Comparing two text files and subtracting respective values

1.1k views Asked by At

I have 2 text files default.txt and current.txt.

default.txt:

ab_abcdefghi_EnInP005M3TSub.csv FMR: 0.0009 FNMR: 0.023809524 SCORE: -4  Conformity: True
ab_abcdefghi_EnInP025M3TSub.csv FMR: 0.0039 FNMR: 0 SCORE: -14  Conformity: True
ab_abcdefghi_EnInP050M3TSub.csv FMR: 0.01989 FNMR: 0 SCORE: -18  Conformity: True
ab_abcdefghi_EnInP075M3TSub.csv FMR: 0.0029 FNMR: 0 SCORE: -17  Conformity: True
ab_abcdefghi_EnInP090M3TSub.csv FMR: 0.0002 FNMR: 0 SCORE: -7  Conformity: True

current.txt looks like this

ab_abcdefghi_EnUsP005M3TSub.csv FMR: 0.0041 FNMR: 0 SCORE: -14  Conformity: True
ab_abcdefghi_EnUsP025M3TSub.csv FMR: 0.00710000000000001 FNMR: 0 SCORE: -14  Conformity: True
ab_abcdefghi_EnUsP050M3TSub.csv FMR: 0.0287999999999999 FNMR: 0 SCORE: -21  Conformity: True
ab_abcdefghi_EnUsP090M3TSub.csv FMR: 0.0113 FNMR: 0 SCORE: -23  Conformity: True

What i need to do is to subtract values of current from default (default-current).

E.g:

FMR_DIFF = FMR(default) - FMR(test)
FNMR_DIFF = FNMR(default) - FNMR(test)
SCORE_DIFF = SCORE(default) - SCORE(test)

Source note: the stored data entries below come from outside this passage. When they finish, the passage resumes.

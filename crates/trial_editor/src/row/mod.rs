//! Frame rows of the timeline
//!
//! A row starts as a shell: its cells exist and show static text previews, but
//! nothing is bound. `populate` builds the editors of every cell and binds their
//! events; `unpopulate` releases all of it and puts the static previews back.
//! Both are idempotent. Single cells can be invalidated and rebuilt without
//! touching the rest of the row.

mod behaviour;
mod cells;
pub(crate) mod edit;

pub use behaviour::{ActionDescriptor, RowBehaviour};
pub use edit::RowOutcome;

use bevy::log::debug;
use std::collections::{BTreeMap, BTreeSet};
use trial_core::{FrameData, FrameId, TrialData};

use crate::messages::{Field, UiMessage};
use crate::surface::{FormWidget, NodeId, UiEvent, UiServices};
use crate::{EditorContext, EditorError};

/// Class marking rows that accept dropped frames
pub const DROP_TARGET_CLASS: &str = "drop_target";
/// Class marking the row being dragged
pub const DRAGGED_CLASS: &str = "dragged";

/// Cells of a frame row, left to right
#[derive(Debug, Clone, Copy, PartialEq, Eq, Hash, PartialOrd, Ord)]
pub enum RowCell {
    Insert,
    DragHandle,
    Screen,
    Music,
    Sound,
    Dialogue,
    Controls,
    Action,
}

impl RowCell {
    pub fn all() -> &'static [RowCell] {
        &[
            RowCell::Insert,
            RowCell::DragHandle,
            RowCell::Screen,
            RowCell::Music,
            RowCell::Sound,
            RowCell::Dialogue,
            RowCell::Controls,
            RowCell::Action,
        ]
    }

    /// CSS class of the cell element
    pub fn class_name(&self) -> &'static str {
        match self {
            RowCell::Insert => "insert",
            RowCell::DragHandle => "handle",
            RowCell::Screen => "screen",
            RowCell::Music => "music",
            RowCell::Sound => "sound",
            RowCell::Dialogue => "dialogue",
            RowCell::Controls => "controls",
            RowCell::Action => "action",
        }
    }

    /// Cells that show a static preview while the row is a shell
    pub fn has_static_preview(&self) -> bool {
        matches!(
            self,
            RowCell::Screen | RowCell::Music | RowCell::Sound | RowCell::Dialogue
        )
    }
}

/// Population state of a row
#[derive(Debug, Clone, PartialEq, Eq)]
pub enum PopulationState {
    /// Static previews only, nothing bound
    Shell,
    /// Every applicable cell is wired
    Populated,
    /// Populated, but these cells must be rebuilt on the next `populate`
    PartiallyInvalidated(BTreeSet<RowCell>),
}

/// Bindings and widgets a wired cell owns
#[derive(Default)]
pub(crate) struct CellWiring {
    bindings: Vec<(NodeId, UiEvent)>,
    widgets: Vec<(Field, Box<dyn FormWidget>)>,
}

impl CellWiring {
    pub(crate) fn bind(
        &mut self,
        ui: &mut UiServices,
        node: NodeId,
        event: UiEvent,
        message: UiMessage,
    ) {
        ui.events.on(node, event, message);
        self.bindings.push((node, event));
    }

    pub(crate) fn add_widget(&mut self, field: Field, widget: Box<dyn FormWidget>) {
        self.widgets.push((field, widget));
    }

    fn release(&mut self, ui: &mut UiServices) {
        for (node, event) in self.bindings.drain(..) {
            ui.events.off(node, event);
        }
        self.widgets.clear();
    }
}

/// One row of the frame timeline
pub struct FrameRowView {
    frame_id: FrameId,
    behaviour: RowBehaviour,
    root: NodeId,
    cells: BTreeMap<RowCell, NodeId>,
    wiring: BTreeMap<RowCell, CellWiring>,
    state: PopulationState,
    /// Cell currently hosting a mini-editor
    overlay_cell: Option<RowCell>,
    /// Slot of the dialogue cell the text toolbox is built into
    toolbox_slot: Option<NodeId>,
}

impl FrameRowView {
    /// Build the shell of a row for `frame_id`
    pub fn new(
        frame_id: FrameId,
        behaviour: RowBehaviour,
        data: &TrialData,
        ui: &mut UiServices,
    ) -> Self {
        let root = ui.surface.create_element("tr");
        ui.surface.set_class(root, "frame_row", true);
        if behaviour.insert.is_some() {
            ui.surface.set_class(root, DROP_TARGET_CLASS, true);
        }

        let mut cells = BTreeMap::new();
        for cell in RowCell::all() {
            let node = ui.element(root, "td");
            ui.surface.set_class(node, cell.class_name(), true);
            cells.insert(*cell, node);
        }

        let mut row = Self {
            frame_id,
            behaviour,
            root,
            cells,
            wiring: BTreeMap::new(),
            state: PopulationState::Shell,
            overlay_cell: None,
            toolbox_slot: None,
        };
        if let Some(frame) = data.frame(frame_id) {
            row.render_static_previews(frame, data, ui);
        }
        row
    }

    pub fn frame_id(&self) -> FrameId {
        self.frame_id
    }

    pub fn behaviour(&self) -> &RowBehaviour {
        &self.behaviour
    }

    pub fn root(&self) -> NodeId {
        self.root
    }

    pub fn state(&self) -> &PopulationState {
        &self.state
    }

    pub fn is_populated(&self) -> bool {
        !matches!(self.state, PopulationState::Shell)
    }

    pub fn cell_node(&self, cell: RowCell) -> NodeId {
        self.cells[&cell]
    }

    /// Whether the given cell currently has live bindings
    pub fn is_wired(&self, cell: RowCell) -> bool {
        self.wiring
            .get(&cell)
            .is_some_and(|w| !w.bindings.is_empty() || !w.widgets.is_empty())
    }

    /// Number of live event bindings across the row
    pub fn binding_count(&self) -> usize {
        self.wiring.values().map(|w| w.bindings.len()).sum()
    }

    pub fn overlay_cell(&self) -> Option<RowCell> {
        self.overlay_cell
    }

    /// Cells this row's behaviour gives editors to
    pub fn applicable_cells(&self) -> Vec<RowCell> {
        RowCell::all()
            .iter()
            .copied()
            .filter(|cell| match cell {
                RowCell::Insert => self.behaviour.insert.is_some(),
                RowCell::DragHandle => self.behaviour.deletable,
                RowCell::Action => self.behaviour.action != ActionDescriptor::None,
                _ => true,
            })
            .collect()
    }

    pub(crate) fn widget(&self, field: Field) -> Option<&dyn FormWidget> {
        self.wiring
            .values()
            .flat_map(|w| w.widgets.iter())
            .find(|(f, _)| *f == field)
            .map(|(_, widget)| widget.as_ref())
    }

    pub(crate) fn widget_mut(&mut self, field: Field) -> Option<&mut Box<dyn FormWidget>> {
        self.wiring
            .values_mut()
            .flat_map(|w| w.widgets.iter_mut())
            .find(|(f, _)| *f == field)
            .map(|(_, widget)| widget)
    }

    /// Surface node of the widget bound to `field`
    pub fn widget_node(&self, field: Field) -> Option<NodeId> {
        self.widget(field).map(|w| w.node())
    }

    /// Mark a cell for rebuild on the next `populate`. No effect on a shell.
    pub fn invalidate(&mut self, cell: RowCell) {
        match &mut self.state {
            PopulationState::Shell => {}
            PopulationState::Populated => {
                self.state = PopulationState::PartiallyInvalidated(BTreeSet::from([cell]));
            }
            PopulationState::PartiallyInvalidated(cells) => {
                cells.insert(cell);
            }
        }
    }

    /// Mark every cell for rebuild
    pub fn invalidate_all(&mut self) {
        for cell in RowCell::all() {
            self.invalidate(*cell);
        }
    }

    /// Build and bind every cell that is not already wired
    pub fn populate(&mut self, ctx: &mut EditorContext) -> Result<(), EditorError> {
        let pending: Vec<RowCell> = match &self.state {
            PopulationState::Populated => return Ok(()),
            PopulationState::Shell => self.applicable_cells(),
            PopulationState::PartiallyInvalidated(cells) => cells
                .iter()
                .copied()
                .filter(|cell| self.applicable_cells().contains(cell))
                .collect(),
        };

        let frame = ctx
            .data
            .frame(self.frame_id)
            .cloned()
            .ok_or(EditorError::RowNotFound(self.frame_id))?;

        for cell in pending {
            // The mini-editor owns this cell until it closes
            if self.overlay_cell == Some(cell) {
                continue;
            }
            self.unwire_cell(cell, &mut ctx.ui);
            self.wire_cell(cell, &frame, &*ctx.data, &*ctx.presets, &mut ctx.ui);
        }

        debug!("Populated row {}", self.frame_id);
        self.state = PopulationState::Populated;
        Ok(())
    }

    /// Release every binding and fall back to static previews
    pub fn unpopulate(&mut self, data: &TrialData, ui: &mut UiServices) {
        if matches!(self.state, PopulationState::Shell) {
            return;
        }

        for cell in RowCell::all() {
            self.unwire_cell(*cell, ui);
        }
        self.overlay_cell = None;
        self.toolbox_slot = None;

        if let Some(frame) = data.frame(self.frame_id) {
            self.render_static_previews(frame, data, ui);
        }
        debug!("Unpopulated row {}", self.frame_id);
        self.state = PopulationState::Shell;
    }

    /// Invalidate everything and populate again from canonical data
    pub fn repopulate(&mut self, ctx: &mut EditorContext) -> Result<(), EditorError> {
        if !self.is_populated() {
            if let Some(frame) = ctx.data.frame(self.frame_id) {
                self.render_static_previews(frame, &*ctx.data, &mut ctx.ui);
            }
            return Ok(());
        }
        self.invalidate_all();
        self.populate(ctx)
    }

    fn unwire_cell(&mut self, cell: RowCell, ui: &mut UiServices) {
        if let Some(mut wiring) = self.wiring.remove(&cell) {
            wiring.release(ui);
        }
        if cell == RowCell::Dialogue {
            self.toolbox_slot = None;
        }
        ui.surface.clear_children(self.cells[&cell]);
    }

    fn render_static_previews(&mut self, frame: &FrameData, data: &TrialData, ui: &mut UiServices) {
        for cell in RowCell::all().iter().filter(|c| c.has_static_preview()) {
            self.render_static_preview(*cell, frame, data, ui);
        }
    }

    fn render_static_preview(&mut self, cell: RowCell, frame: &FrameData, data: &TrialData, ui: &mut UiServices) {
        let node = self.cells[&cell];
        ui.surface.clear_children(node);
        let text = cells::static_preview(cell, frame, data);
        if !text.is_empty() {
            ui.text(node, &text);
        }
    }

    // ------------------------------------------------------------------
    // Mini-editor hosting
    // ------------------------------------------------------------------

    /// Hand `cell` over to a mini-editor and return the node to build it into.
    ///
    /// The dialogue cell keeps its editors and hosts the toolbox in a slot;
    /// other cells are cleared and replaced by the mini-editor.
    pub fn host_overlay(&mut self, cell: RowCell, ui: &mut UiServices) -> NodeId {
        self.overlay_cell = Some(cell);
        match (cell, self.toolbox_slot) {
            (RowCell::Dialogue, Some(slot)) => {
                ui.surface.clear_children(slot);
                slot
            }
            _ => {
                self.unwire_cell(cell, ui);
                self.cells[&cell]
            }
        }
    }

    /// The mini-editor on `cell` closed. A populated row rebuilds the cell on
    /// the next populate; a shell gets the cell's static preview back.
    pub fn overlay_closed(&mut self, cell: RowCell, data: &TrialData, ui: &mut UiServices) {
        if self.overlay_cell == Some(cell) {
            self.overlay_cell = None;
        }
        if self.is_populated() {
            self.invalidate(cell);
        } else if let Some(frame) = data.frame(self.frame_id) {
            self.render_static_preview(cell, frame, data, ui);
        }
    }
}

I need to output this in a text file with output looking something like this

O/P:

result:   005M3TSub FMR_DIFF: -0.0032 FNMR_DIFF: 0.023809524 SCORE_DIFF: 10

I am trying to do this in C#. So far i have tried reading lines in both files. I was able to compare them. I cannot comprehend the logic i need to implement. I am very new to programming. Any help is appreciated.

3

There are 3 answers

0
A.P.S On BEST ANSWER

It is an interesting problem. Please check the solution. It is not optimized properly.

Firstly, we create a simple FileStructure Class to represent the String:

public class DefaultFileStructure
    {
        public string FileId;
        public decimal FMR;
        public decimal FNMR;
        public int Score;
        public bool Conformity;
    }

define the constant keyname for parsing .

private static string DEFAULT_KN = "tv_rocscores_DeDeP";
private static string TEST_KN    = "tv_rocscores_FrFrP";

Now, Parse the file and store the data in list structure.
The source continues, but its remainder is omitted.